Government has been developing Agriculture Development Strategy (ADS) to replace Agricultural Perspective Plan (APP) from 2015 with the concept of agricultural transformation, but the transformation process is not getting momentum due to small uneconomic farm size, resource constraints, inadequate infrastructure development, lack of alternative employment opportunities, lack of technical knowledge and business skills among farmers and inadequate policy supports.

In this regard, here I am presenting some of the major ways to transform Nepalese agriculture to achieve much higher productivity, competitiveness, inclusiveness, and sustainability while making it more resilient to climate change impacts, which is also a road map of ADS.

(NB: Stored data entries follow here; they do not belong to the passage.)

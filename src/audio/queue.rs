//! Cross-thread hand-off between producer and sender
//!
//! [`StreamQueue`] is an unbounded lock-free FIFO shared between the
//! producer side (controller) and the sender thread. Unbounded is a
//! deliberate contract: a producer enqueueing faster than the fixed
//! real-time drain rate accumulates latency and memory, mitigated only by
//! an explicit drain.

use crossbeam::queue::SegQueue;
use std::sync::atomic::{AtomicBool, AtomicU64, Ordering};
use std::sync::Arc;

use crate::audio::frame::Frame;

/// Unbounded FIFO of encoded frames, safe for multiple producers and one
/// consumer
pub struct StreamQueue {
    queue: SegQueue<Frame>,
    enqueued_total: AtomicU64,
}

impl StreamQueue {
    pub fn new() -> Self {
        Self {
            queue: SegQueue::new(),
            enqueued_total: AtomicU64::new(0),
        }
    }

    /// Append a frame; never blocks, never fails
    pub fn enqueue(&self, frame: Frame) {
        self.queue.push(frame);
        self.enqueued_total.fetch_add(1, Ordering::Relaxed);
    }

    /// Pop the oldest frame, if any
    pub fn try_dequeue(&self) -> Option<Frame> {
        self.queue.pop()
    }

    /// Current queue length; best-effort under concurrent mutation
    pub fn len(&self) -> usize {
        self.queue.len()
    }

    pub fn is_empty(&self) -> bool {
        self.queue.is_empty()
    }

    /// Remove everything currently present and return how many frames were
    /// dropped. Frames enqueued concurrently during the drain may or may
    /// not be removed.
    pub fn drain(&self) -> usize {
        let mut drained = 0;
        while self.queue.pop().is_some() {
            drained += 1;
        }
        drained
    }

    /// Total frames ever enqueued
    pub fn enqueued_total(&self) -> u64 {
        self.enqueued_total.load(Ordering::Relaxed)
    }
}

impl Default for StreamQueue {
    fn default() -> Self {
        Self::new()
    }
}

/// Thread-safe handle to a stream queue
pub type SharedQueue = Arc<StreamQueue>;

/// Shared pause flag, observed by the sender once per cycle.
///
/// Only the storage itself is synchronized; a write racing a cycle may take
/// effect on either side of that cycle's dequeue decision.
pub struct PauseGate {
    paused: AtomicBool,
}

impl PauseGate {
    pub fn new() -> Self {
        Self {
            paused: AtomicBool::new(false),
        }
    }

    pub fn set(&self, paused: bool) {
        self.paused.store(paused, Ordering::Relaxed);
    }

    pub fn get(&self) -> bool {
        self.paused.load(Ordering::Relaxed)
    }
}

impl Default for PauseGate {
    fn default() -> Self {
        Self::new()
    }
}

#[cfg(test)]
mod tests {
    use super::*;

    fn frame(value: i16) -> Frame {
        Frame::from_samples(&[value; 8])
    }

    #[test]
    fn test_fifo_order() {
        let queue = StreamQueue::new();
        queue.enqueue(frame(1));
        queue.enqueue(frame(2));
        queue.enqueue(frame(3));

        assert_eq!(queue.len(), 3);
        assert_eq!(queue.try_dequeue(), Some(frame(1)));
        assert_eq!(queue.try_dequeue(), Some(frame(2)));
        assert_eq!(queue.try_dequeue(), Some(frame(3)));
        assert_eq!(queue.try_dequeue(), None);
    }

    #[test]
    fn test_drain_empties_queue() {
        let queue = StreamQueue::new();
        for i in 0..10 {
            queue.enqueue(frame(i));
        }

        assert_eq!(queue.drain(), 10);
        assert!(queue.is_empty());
        assert_eq!(queue.enqueued_total(), 10);
    }

    #[test]
    fn test_multiple_producers() {
        let queue = Arc::new(StreamQueue::new());

        let handles: Vec<_> = (0..4)
            .map(|_| {
                let queue = queue.clone();
                std::thread::spawn(move || {
                    for i in 0..100 {
                        queue.enqueue(frame(i));
                    }
                })
            })
            .collect();
        for handle in handles {
            handle.join().unwrap();
        }

        assert_eq!(queue.len(), 400);
        assert_eq!(queue.enqueued_total(), 400);
    }

    #[test]
    fn test_pause_gate_defaults_clear() {
        let gate = PauseGate::new();
        assert!(!gate.get());

        gate.set(true);
        assert!(gate.get());
        gate.set(false);
        assert!(!gate.get());
    }
}
//! PCM frame encoder
//!
//! Slices arbitrary-length audio into protocol-sized frames: resample to
//! the protocol rate when needed, peak-normalize, quantize to 16-bit PCM,
//! and partition into frame groups.

use crate::audio::frame::Frame;
use crate::audio::resample::resample;
use crate::constants::PROTOCOL_SAMPLE_RATE;
use crate::error::EncodeError;

/// Encodes floating-point audio into fixed-size transmission frames
#[derive(Debug, Clone)]
pub struct FrameEncoder {
    channels: u16,
    samples_per_frame: usize,
}

impl FrameEncoder {
    pub fn new(channels: u16, samples_per_frame: usize) -> Self {
        assert!(channels > 0, "channel count must be non-zero");
        assert!(samples_per_frame > 0, "samples_per_frame must be non-zero");
        Self {
            channels,
            samples_per_frame,
        }
    }

    /// Interleaved samples in one frame (all channels)
    pub fn frame_samples(&self) -> usize {
        self.channels as usize * self.samples_per_frame
    }

    /// Encode interleaved f32 samples into an ordered sequence of frames.
    ///
    /// Input at a rate other than 48 kHz is resampled first; resampling
    /// errors propagate. The loudest sample is scaled to unit magnitude
    /// unless the input is all zero (all-zero input encodes to all-zero
    /// frames, which is genuine audio, not silence substitution). A
    /// trailing remainder smaller than one frame is discarded.
    pub fn encode(&self, samples: &[f32], sample_rate: u32) -> Result<Vec<Frame>, EncodeError> {
        let resampled;
        let samples = if sample_rate != PROTOCOL_SAMPLE_RATE {
            resampled = resample(samples, self.channels, sample_rate, PROTOCOL_SAMPLE_RATE)?;
            &resampled[..]
        } else {
            samples
        };

        let peak = samples.iter().fold(0.0f32, |peak, s| peak.max(s.abs()));
        let scale = if peak == 0.0 { 1.0 } else { 1.0 / peak };

        let amplitude = i16::MAX as f32;
        let quantized: Vec<i16> = samples
            .iter()
            .map(|&s| (s * scale * amplitude) as i16)
            .collect();

        Ok(quantized
            .chunks_exact(self.frame_samples())
            .map(Frame::from_samples)
            .collect())
    }
}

Public Private Partnership

Coordination is one of the widely talked word and terminology in Nepal but it has failed almost all the time. The contribution of the private sector has been grossly overlooked. Hence, there is a need to create conducive environment which promote private sector involvement in agriculture. Moreover, it needs to enhance a favorable environment for a broad and pluralistic participation and resource coordination amongst all potential service providers and beneficiaries in partnership to adapt and modify technologies to best meet its farmer’s requirement. So we need more public and private research to work hand in hand for farmers.

 Value Chain Approach

High value-added agricultural products in order to have a high return help to open up new markets, and even build their own brand, and promote farm diversification. Nepal is already member of WTO and other organizations which increases the competition between domestic and foreign products and entrepreneurs to satisfy consumers from their products and services. The association of actors in agribusiness chains helps to realize economies of scale and gain market power of Nepalese agricultural products. This has been observed explicitly in poultry, dairy, tea, cardamom, ginger, and fresh vegetable sectors.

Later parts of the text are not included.